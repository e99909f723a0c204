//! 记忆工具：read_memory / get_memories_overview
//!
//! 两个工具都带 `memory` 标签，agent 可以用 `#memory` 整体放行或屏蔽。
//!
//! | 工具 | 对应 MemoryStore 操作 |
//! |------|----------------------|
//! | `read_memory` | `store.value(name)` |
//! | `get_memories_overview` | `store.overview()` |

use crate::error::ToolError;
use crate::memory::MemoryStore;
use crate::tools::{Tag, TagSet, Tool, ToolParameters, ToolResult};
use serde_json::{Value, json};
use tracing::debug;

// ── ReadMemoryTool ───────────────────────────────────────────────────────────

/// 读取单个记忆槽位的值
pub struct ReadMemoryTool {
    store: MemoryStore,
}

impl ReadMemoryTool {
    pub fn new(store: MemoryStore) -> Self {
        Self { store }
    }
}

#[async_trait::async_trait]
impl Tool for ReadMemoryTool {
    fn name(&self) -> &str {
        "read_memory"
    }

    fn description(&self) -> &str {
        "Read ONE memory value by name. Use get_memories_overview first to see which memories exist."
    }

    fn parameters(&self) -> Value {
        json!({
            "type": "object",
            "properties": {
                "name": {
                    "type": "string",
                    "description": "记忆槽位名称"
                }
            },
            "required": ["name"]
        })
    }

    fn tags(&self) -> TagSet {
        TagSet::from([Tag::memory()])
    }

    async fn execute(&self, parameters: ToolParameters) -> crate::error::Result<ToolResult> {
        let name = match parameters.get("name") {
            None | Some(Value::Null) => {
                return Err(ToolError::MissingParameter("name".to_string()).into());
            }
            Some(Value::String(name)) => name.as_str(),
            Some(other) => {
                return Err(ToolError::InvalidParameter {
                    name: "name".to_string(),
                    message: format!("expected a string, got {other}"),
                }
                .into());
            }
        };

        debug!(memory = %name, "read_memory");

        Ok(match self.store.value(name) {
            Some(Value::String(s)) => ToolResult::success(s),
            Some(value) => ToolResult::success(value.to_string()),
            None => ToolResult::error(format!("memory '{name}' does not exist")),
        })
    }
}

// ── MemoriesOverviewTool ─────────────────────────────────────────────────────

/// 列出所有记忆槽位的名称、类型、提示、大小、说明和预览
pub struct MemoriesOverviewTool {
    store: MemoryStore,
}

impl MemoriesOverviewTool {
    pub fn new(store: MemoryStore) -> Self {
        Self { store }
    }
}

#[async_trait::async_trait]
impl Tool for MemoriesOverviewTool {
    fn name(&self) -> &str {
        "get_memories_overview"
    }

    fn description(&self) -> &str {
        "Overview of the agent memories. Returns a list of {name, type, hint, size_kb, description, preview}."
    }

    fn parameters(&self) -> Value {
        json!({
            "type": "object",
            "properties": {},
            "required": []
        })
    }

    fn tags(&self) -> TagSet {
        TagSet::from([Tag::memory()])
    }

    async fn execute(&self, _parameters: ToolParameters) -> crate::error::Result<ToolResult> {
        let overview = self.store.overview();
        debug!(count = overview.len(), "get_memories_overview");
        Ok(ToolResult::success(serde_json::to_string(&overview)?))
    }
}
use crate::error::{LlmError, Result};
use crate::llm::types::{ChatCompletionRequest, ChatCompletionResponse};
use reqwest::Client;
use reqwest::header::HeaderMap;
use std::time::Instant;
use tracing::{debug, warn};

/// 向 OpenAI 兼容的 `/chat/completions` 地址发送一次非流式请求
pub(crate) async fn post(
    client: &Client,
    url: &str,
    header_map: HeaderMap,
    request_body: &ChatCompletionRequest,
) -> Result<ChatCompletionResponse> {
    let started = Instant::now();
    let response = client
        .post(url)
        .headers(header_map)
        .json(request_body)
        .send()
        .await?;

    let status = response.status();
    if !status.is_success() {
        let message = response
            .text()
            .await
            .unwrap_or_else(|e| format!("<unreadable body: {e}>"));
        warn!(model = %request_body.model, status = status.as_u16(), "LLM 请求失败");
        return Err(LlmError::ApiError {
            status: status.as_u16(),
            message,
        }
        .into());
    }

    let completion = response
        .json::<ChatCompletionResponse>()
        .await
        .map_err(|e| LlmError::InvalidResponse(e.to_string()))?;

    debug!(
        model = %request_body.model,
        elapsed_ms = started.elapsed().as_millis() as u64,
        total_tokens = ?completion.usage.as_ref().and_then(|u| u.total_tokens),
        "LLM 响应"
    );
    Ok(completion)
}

++++++++++++++++++++

**The task**
Reproduce the data exactly. Keep every line intact.

**Solution to the problem**
repository e99909f723a0c204
//! 记忆工具：read_memory / get_memories_overview
//!
//! 两个工具都带 `memory` 标签，agent 可以用 `#memory` 整体放行或屏蔽。
//!
//! | 工具 | 对应 MemoryStore 操作 |
//! |------|----------------------|
//! | `read_memory` | `store.value(name)` |
//! | `get_memories_overview` | `store.overview()` |

use crate::error::ToolError;
use crate::memory::MemoryStore;
use crate::tools::{Tag, TagSet, Tool, ToolParameters, ToolResult};
use serde_json::{Value, json};
use tracing::debug;

// ── ReadMemoryTool ───────────────────────────────────────────────────────────

/// 读取单个记忆槽位的值
pub struct ReadMemoryTool {
    store: MemoryStore,
}

impl ReadMemoryTool {
    pub fn new(store: MemoryStore) -> Self {
        Self { store }
    }
}

#[async_trait::async_trait]
impl Tool for ReadMemoryTool {
    fn name(&self) -> &str {
        "read_memory"
    }

    fn description(&self) -> &str {
        "Read ONE memory value by name. Use get_memories_overview first to see which memories exist."
    }

    fn parameters(&self) -> Value {
        json!({
            "type": "object",
            "properties": {
                "name": {
                    "type": "string",
                    "description": "记忆槽位名称"
                }
            },
            "required": ["name"]
        })
    }

    fn tags(&self) -> TagSet {
        TagSet::from([Tag::memory()])
    }

    async fn execute(&self, parameters: ToolParameters) -> crate::error::Result<ToolResult> {
        let name = match parameters.get("name") {
            None | Some(Value::Null) => {
                return Err(ToolError::MissingParameter("name".to_string()).into());
            }
            Some(Value::String(name)) => name.as_str(),
            Some(other) => {
                return Err(ToolError::InvalidParameter {
                    name: "name".to_string(),
                    message: format!("expected a string, got {other}"),
                }
                .into());
            }
        };

        debug!(memory = %name, "read_memory");

        Ok(match self.store.value(name) {
            Some(Value::String(s)) => ToolResult::success(s),
            Some(value) => ToolResult::success(value.to_string()),
            None => ToolResult::error(format!("memory '{name}' does not exist")),
        })
    }
}

// ── MemoriesOverviewTool ─────────────────────────────────────────────────────

/// 列出所有记忆槽位的名称、类型、提示、大小、说明和预览
pub struct MemoriesOverviewTool {
    store: MemoryStore,
}

impl MemoriesOverviewTool {
    pub fn new(store: MemoryStore) -> Self {
        Self { store }
    }
}

#[async_trait::async_trait]
impl Tool for MemoriesOverviewTool {
    fn name(&self) -> &str {
        "get_memories_overview"
    }

    fn description(&self) -> &str {
        "Overview of the agent memories. Returns a list of {name, type, hint, size_kb, description, preview}."
    }

    fn parameters(&self) -> Value {
        json!({
            "type": "object",
            "properties": {},
            "required": []
        })
    }

    fn tags(&self) -> TagSet {
        TagSet::from([Tag::memory()])
    }

    async fn execute(&self, _parameters: ToolParameters) -> crate::error::Result<ToolResult> {
        let overview = self.store.overview();
        debug!(count = overview.len(), "get_memories_overview");
        Ok(ToolResult::success(serde_json::to_string(&overview)?))
    }
}
use crate::error::{LlmError, Result};
use crate::llm::types::{ChatCompletionRequest, ChatCompletionResponse};
use reqwest::Client;
use reqwest::header::HeaderMap;
use std::time::Instant;
use tracing::{debug, warn};

/// 向 OpenAI 兼容的 `/chat/completions` 地址发送一次非流式请求
pub(crate) async fn post(
    client: &Client,
    url: &str,
    header_map: HeaderMap,
    request_body: &ChatCompletionRequest,
) -> Result<ChatCompletionResponse> {
    let started = Instant::now();
    let response = client
        .post(url)
        .headers(header_map)
        .json(request_body)
        .send()
        .await?;

    let status = response.status();
    if !status.is_success() {
        let message = response
            .text()
            .await
            .unwrap_or_else(|e| format!("<unreadable body: {e}>"));
        warn!(model = %request_body.model, status = status.as_u16(), "LLM 请求失败");
        return Err(LlmError::ApiError {
            status: status.as_u16(),
            message,
        }
        .into());
    }

    let completion = response
        .json::<ChatCompletionResponse>()
        .await
        .map_err(|e| LlmError::InvalidResponse(e.to_string()))?;

    debug!(
        model = %request_body.model,
        elapsed_ms = started.elapsed().as_millis() as u64,
        total_tokens = ?completion.usage.as_ref().and_then(|u| u.total_tokens),
        "LLM 响应"
    );
    Ok(completion)
}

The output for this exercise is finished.